═══ Dataset

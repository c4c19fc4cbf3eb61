//! Sharded map storage: per-shard stores, the orchestrating map and the
//! single-lock baseline.

pub mod dash;
pub mod locked;
pub mod map;
pub mod shard;


// Re-export main types
pub use locked::LockedMap;
pub use map::{ShardedMap, DEFAULT_SHARD_COUNT};
pub use shard::Shard;
// Test harness: logger setup, implementation matrix and thread fan-out.

use dashmap::DashMap;
use once_cell::sync::OnceCell;
use std::sync::Barrier;
use std::thread;
use tracing_subscriber::prelude::*;
use tracing_subscriber::{fmt, EnvFilter};

use crate::config::new_test_config;
use crate::db::{ConcurrentMap, LockedMap, ShardedMap};

static LOGGER: OnceCell<()> = OnceCell::new();

/// Installs a test-writer subscriber once per process, honoring RUST_LOG and
/// otherwise the test config's log level.
pub fn init_test_logger() {
    LOGGER.get_or_init(|| {
        let cfg = new_test_config();
        let filter = EnvFilter::try_from_default_env()
            .unwrap_or_else(|_| EnvFilter::new(cfg.log_level()));
        // Another harness may already own the global subscriber.
        let _ = tracing_subscriber::registry()
            .with(filter)
            .with(fmt::layer().with_test_writer())
            .try_init();
    });
}

pub type DynMap = Box<dyn ConcurrentMap<String, i64>>;

/// Every implementation of the contract, labelled, freshly constructed.
pub fn implementations() -> Vec<(&'static str, DynMap)> {
    let cfg = new_test_config();
    vec![
        (
            "sharded(test config)",
            Box::new(ShardedMap::<String, i64>::with_config(&cfg.map)) as DynMap,
        ),
        ("sharded(default)", Box::new(ShardedMap::<String, i64>::new()) as DynMap),
        ("sharded(1)", Box::new(ShardedMap::<String, i64>::with_shards(1)) as DynMap),
        ("locked", Box::new(LockedMap::<String, i64>::new()) as DynMap),
        ("dashmap", Box::new(DashMap::<String, i64>::new()) as DynMap),
    ]
}

/// Runs `f(worker_id)` on `workers` threads released together by a barrier
/// and returns their results in worker order.
pub fn run_parallel<T, F>(workers: usize, f: F) -> Vec<T>
where
    T: Send,
    F: Fn(usize) -> T + Sync,
{
    let barrier = Barrier::new(workers);
    thread::scope(|s| {
        let handles: Vec<_> = (0..workers)
            .map(|id| {
                let barrier = &barrier;
                let f = &f;
                s.spawn(move || {
                    barrier.wait();
                    f(id)
                })
            })
            .collect();
        handles
            .into_iter()
            .map(|h| h.join().expect("worker panicked"))
            .collect()
    })
}
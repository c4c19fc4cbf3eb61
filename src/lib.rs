//! Sharded concurrent key-value map.
//!
//! The keyspace is split over a fixed number of independently locked shards,
//! so callers contend only when their keys route to the same shard.

pub mod config;
pub mod db;

#[cfg(test)]
mod tests;

#[cfg(test)]
pub use tests::support;

pub use config::{Config, ConfigError, MapConfig};
pub use db::{
    ConcurrentMap, HashKind, LockedMap, Rendered, RouteKey, Router, ShardedMap, DEFAULT_SHARD_COUNT,
};
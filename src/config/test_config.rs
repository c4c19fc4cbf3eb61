use super::{Config, Logs, MapConfig};
use crate::db::router::HashKind;

/// Creates a new test configuration.
pub fn new_test_config() -> Config {
    Config {
        map: MapConfig {
            shards: Some(4),
            hasher: Some(HashKind::Fnv1a),
            shard_capacity: Some(16),
        },
        logs: Some(Logs {
            level: Some("debug".to_string()),
        }),
    }
}
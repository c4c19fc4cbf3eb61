//! Scenario tests for the map contract.
//!
//! Cases here run against every `ConcurrentMap` implementation unless they
//! check something only the sharded map promises.


pub mod support;
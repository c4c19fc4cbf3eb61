//! Single-lock baseline map.

use parking_lot::RwLock;
use std::collections::hash_map::Entry;
use std::collections::HashMap;
use std::hash::Hash;

use crate::db::contract::ConcurrentMap;

/// LockedMap guards one `HashMap` with one lock.
///
/// Every caller contends on the same lock. It exists to measure the sharded
/// map against.
#[derive(Debug)]
pub struct LockedMap<K, V> {
    items: RwLock<HashMap<K, V>>,
}

impl<K, V> LockedMap<K, V>
where
    K: Eq + Hash,
{
    pub fn new() -> Self {
        Self {
            items: RwLock::new(HashMap::new()),
        }
    }

    pub fn len(&self) -> usize {
        self.items.read().len()
    }

    pub fn is_empty(&self) -> bool {
        self.items.read().is_empty()
    }
}

impl<K, V> Default for LockedMap<K, V>
where
    K: Eq + Hash,
{
    fn default() -> Self {
        Self::new()
    }
}

impl<K, V> ConcurrentMap<K, V> for LockedMap<K, V>
where
    K: Eq + Hash + Clone + Send + Sync,
    V: Clone + Send + Sync,
{
    fn store(&self, key: K, value: V) {
        self.items.write().insert(key, value);
    }

    fn load(&self, key: &K) -> Option<V> {
        self.items.read().get(key).cloned()
    }

    fn load_or_store(&self, key: K, value: V) -> (V, bool) {
        match self.items.write().entry(key) {
            Entry::Occupied(e) => (e.get().clone(), true),
            Entry::Vacant(e) => (e.insert(value).clone(), false),
        }
    }

    fn delete(&self, key: &K) {
        self.items.write().remove(key);
    }

    /// Walks a snapshot; `false` stops the whole walk.
    fn range(&self, f: &mut dyn FnMut(&K, &V) -> bool) {
        let snapshot: Vec<(K, V)> = self
            .items
            .read()
            .iter()
            .map(|(k, v)| (k.clone(), v.clone()))
            .collect();
        for (k, v) in snapshot.iter() {
            if !f(k, v) {
                return;
            }
        }
    }
}
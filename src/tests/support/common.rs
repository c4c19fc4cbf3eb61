// Common test utilities: synthetic keys and values.

use rand::Rng;

/// Formats the synthetic key used across tests and benches.
pub fn string_key(i: i64) -> String {
    format!("string_key_{}", i)
}

/// Keys `string_key_0..n` paired with their index as value.
pub fn sequential_entries(n: i64) -> Vec<(String, i64)> {
    (0..n).map(|i| (string_key(i), i)).collect()
}

/// Random keys drawn from `string_key_0..range`.
pub fn random_keys(count: usize, range: i64) -> Vec<String> {
    let mut rng = rand::thread_rng();
    (0..count).map(|_| string_key(rng.gen_range(0..range))).collect()
}

/// Worker count for parallel cases: at least 4 even on tiny runners.
pub fn worker_count() -> usize {
    num_cpus::get().max(4)
}
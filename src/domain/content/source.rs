use super::ContentItem;
use async_trait::async_trait;
use chrono::{DateTime, Utc};

/// Parameters for a single page request against one content source
#[derive(Debug, Clone, PartialEq)]
pub struct SourceQuery {
    pub page: u32,
    pub page_size: u32,
    /// Upstream-specific category hint (NewsAPI only)
    pub category: Option<String>,
    /// Fallback timestamp for upstream records without a usable date
    pub now: DateTime<Utc>,
}

impl SourceQuery {
    /// Key used for caching responses of this query per source
    pub fn cache_key(&self, source: &str) -> String {
        format!(
            "{}:{}:{}:{}",
            source,
            self.page,
            self.page_size,
            self.category.as_deref().unwrap_or("-")
        )
    }
}

/// Free-text search against one content source
#[derive(Debug, Clone, PartialEq)]
pub struct SearchQuery {
    pub text: String,
    pub page: u32,
    pub page_size: u32,
    pub now: DateTime<Utc>,
}

impl SearchQuery {
    pub fn cache_key(&self, source: &str) -> String {
        format!(
            "search:{}:{}:{}:{}",
            source,
            self.page,
            self.page_size,
            self.text.to_lowercase()
        )
    }
}

#[derive(Debug, thiserror::Error)]
pub enum SourceError {
    #[error("source {0} is not configured")]
    NotConfigured(&'static str),
    #[error("request to {upstream} failed: {message}")]
    Http {
        upstream: &'static str,
        message: String,
    },
    #[error("{upstream} responded with status {status}")]
    Status { upstream: &'static str, status: u16 },
    #[error("failed to decode {upstream} response: {message}")]
    Decode {
        upstream: &'static str,
        message: String,
    },
}

/// Adapter over an external content API; returns items already normalized
#[async_trait]
pub trait ContentSource: Send + Sync {
    fn name(&self) -> &'static str;

    fn is_configured(&self) -> bool;

    async fn fetch(&self, query: &SourceQuery) -> Result<Vec<ContentItem>, SourceError>;

    async fn search(&self, query: &SearchQuery) -> Result<Vec<ContentItem>, SourceError>;
}
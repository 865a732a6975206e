use super::aggregator::{compute_trending, TrendingItem, TrendingPeriod, TrendingQuery};
use super::classifier::{CategoryClassifier, ALL_CATEGORIES};
use crate::domain::content::{ContentCatalog, ContentItem};
use crate::domain::feed::{FeedRequest, FeedServiceApi};
use crate::domain::shared::Clock;
use chrono::{DateTime, Utc};
use serde::{Deserialize, Serialize};
use std::sync::Arc;

/// Catalog items ranked when no live content is available
pub const CATALOG_SAMPLE_SIZE: usize = 30;

/// Response for GET /api/trending
#[derive(Debug, Clone, Serialize, Deserialize)]
pub struct TrendingResponse {
    pub items: Vec<TrendingItem>,
    /// Period and category that produced `items`
    pub period: TrendingPeriod,
    pub category: String,
    /// True when the requested query came back empty and was loosened
    pub relaxed: bool,
    pub generated_at: DateTime<Utc>,
}

/// Rank `items` for `query`, loosening it step by step while nothing qualifies:
/// first the category is dropped, then the window is widened.
pub fn trending_with_fallback(
    items: &[ContentItem],
    query: &TrendingQuery,
    classifier: &CategoryClassifier,
    now: DateTime<Utc>,
) -> TrendingResponse {
    let mut attempts = vec![query.clone()];
    if query.category_or_all() != ALL_CATEGORIES {
        attempts.push(TrendingQuery {
            category: None,
            ..query.clone()
        });
    }
    if query.period.widened() != query.period {
        attempts.push(TrendingQuery {
            period: query.period.widened(),
            category: None,
            limit: query.limit,
        });
    }

    let mut last = query.clone();
    for (step, attempt) in attempts.into_iter().enumerate() {
        let ranked = compute_trending(items, &attempt, classifier, now);
        if !ranked.is_empty() {
            if step > 0 {
                tracing::debug!(
                    requested_period = %query.period,
                    requested_category = query.category_or_all(),
                    period = %attempt.period,
                    "Relaxed trending query"
                );
            }
            return TrendingResponse {
                items: ranked,
                period: attempt.period,
                category: attempt.category_or_all().to_string(),
                relaxed: step > 0,
                generated_at: now,
            };
        }
        last = attempt;
    }

    TrendingResponse {
        items: Vec::new(),
        period: last.period,
        category: last.category_or_all().to_string(),
        relaxed: last != *query,
        generated_at: now,
    }
}

pub struct TrendingService {
    feed_service: Arc<dyn FeedServiceApi>,
    catalog: Arc<dyn ContentCatalog>,
    classifier: Arc<CategoryClassifier>,
    clock: Arc<dyn Clock>,
}

impl TrendingService {
    pub fn new(
        feed_service: Arc<dyn FeedServiceApi>,
        catalog: Arc<dyn ContentCatalog>,
        classifier: Arc<CategoryClassifier>,
        clock: Arc<dyn Clock>,
    ) -> Self {
        Self {
            feed_service,
            catalog,
            classifier,
            clock,
        }
    }

    /// Trending view over the first personalized feed page
    pub async fn trending(&self, query: TrendingQuery) -> TrendingResponse {
        let now = self.clock.now();

        let page = self.feed_service.feed(FeedRequest::default()).await;
        let items = if page.items.is_empty() {
            tracing::info!("Feed is empty, ranking catalog sample for trending");
            self.catalog.sample(CATALOG_SAMPLE_SIZE, now)
        } else {
            page.items
        };

        trending_with_fallback(&items, &query, &self.classifier, now)
    }
}
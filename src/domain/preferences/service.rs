use super::error::PreferencesServiceError;
use super::validation::{MAX_WEIGHT, MIN_WEIGHT};
use super::{
    preference_stats, sanitize_user_preferences, validate_user_preferences, PreferenceStats,
    PreferencesRepository, PreferencesResponse, UpdateCategoryRequest, UserPreferences,
    ValidationResult,
};
use std::sync::Arc;

pub struct PreferencesService {
    repository: Arc<dyn PreferencesRepository>,
}

impl PreferencesService {
    pub fn new(repository: Arc<dyn PreferencesRepository>) -> Self {
        Self { repository }
    }

    pub fn get(&self) -> UserPreferences {
        self.repository.get()
    }

    /// Validate, then sanitize and store a full preference set
    pub fn replace(
        &self,
        preferences: UserPreferences,
    ) -> Result<PreferencesResponse, PreferencesServiceError> {
        let validation = validate_user_preferences(&preferences);
        if !validation.is_valid {
            tracing::info!(errors = ?validation.errors, "Rejected preference update");
            return Err(PreferencesServiceError::Invalid(validation.errors.join("; ")));
        }

        let preferences = sanitize_user_preferences(preferences);
        self.repository.save(preferences.clone());

        tracing::info!(
            enabled = preferences.enabled_categories().count(),
            warnings = validation.warnings.len(),
            "Preferences updated"
        );

        Ok(PreferencesResponse {
            preferences,
            warnings: validation.warnings,
        })
    }

    pub fn validate(&self, preferences: &UserPreferences) -> ValidationResult {
        validate_user_preferences(preferences)
    }

    pub fn stats(&self) -> PreferenceStats {
        preference_stats(&self.repository.get())
    }

    /// Toggle a category and/or set its weight (clamped into range)
    pub fn update_category(
        &self,
        category_id: &str,
        request: UpdateCategoryRequest,
    ) -> Result<UserPreferences, PreferencesServiceError> {
        if request.enabled.is_none() && request.weight.is_none() {
            return Err(PreferencesServiceError::Invalid(
                "Either enabled or weight must be provided".to_string(),
            ));
        }

        let mut preferences = self.repository.get();
        let category = preferences
            .category_mut(category_id)
            .ok_or_else(|| PreferencesServiceError::CategoryNotFound(category_id.to_string()))?;

        if let Some(enabled) = request.enabled {
            category.enabled = enabled;
        }
        if let Some(weight) = request.weight {
            category.weight = weight.clamp(MIN_WEIGHT, MAX_WEIGHT);
        }

        if preferences.enabled_categories().next().is_none() {
            return Err(PreferencesServiceError::Invalid(
                "At least one category must be enabled".to_string(),
            ));
        }

        self.repository.save(preferences.clone());
        tracing::info!(category = %category_id, "Category preference updated");

        Ok(preferences)
    }

    pub fn reset(&self) -> UserPreferences {
        let preferences = UserPreferences::default();
        self.repository.save(preferences.clone());
        tracing::info!("Preferences reset to defaults");
        preferences
    }
}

══════

**Your instructions**
Every line in the data above that contains "TrendingService" needs to be copied.

**Solution**
pub struct TrendingService {
impl TrendingService {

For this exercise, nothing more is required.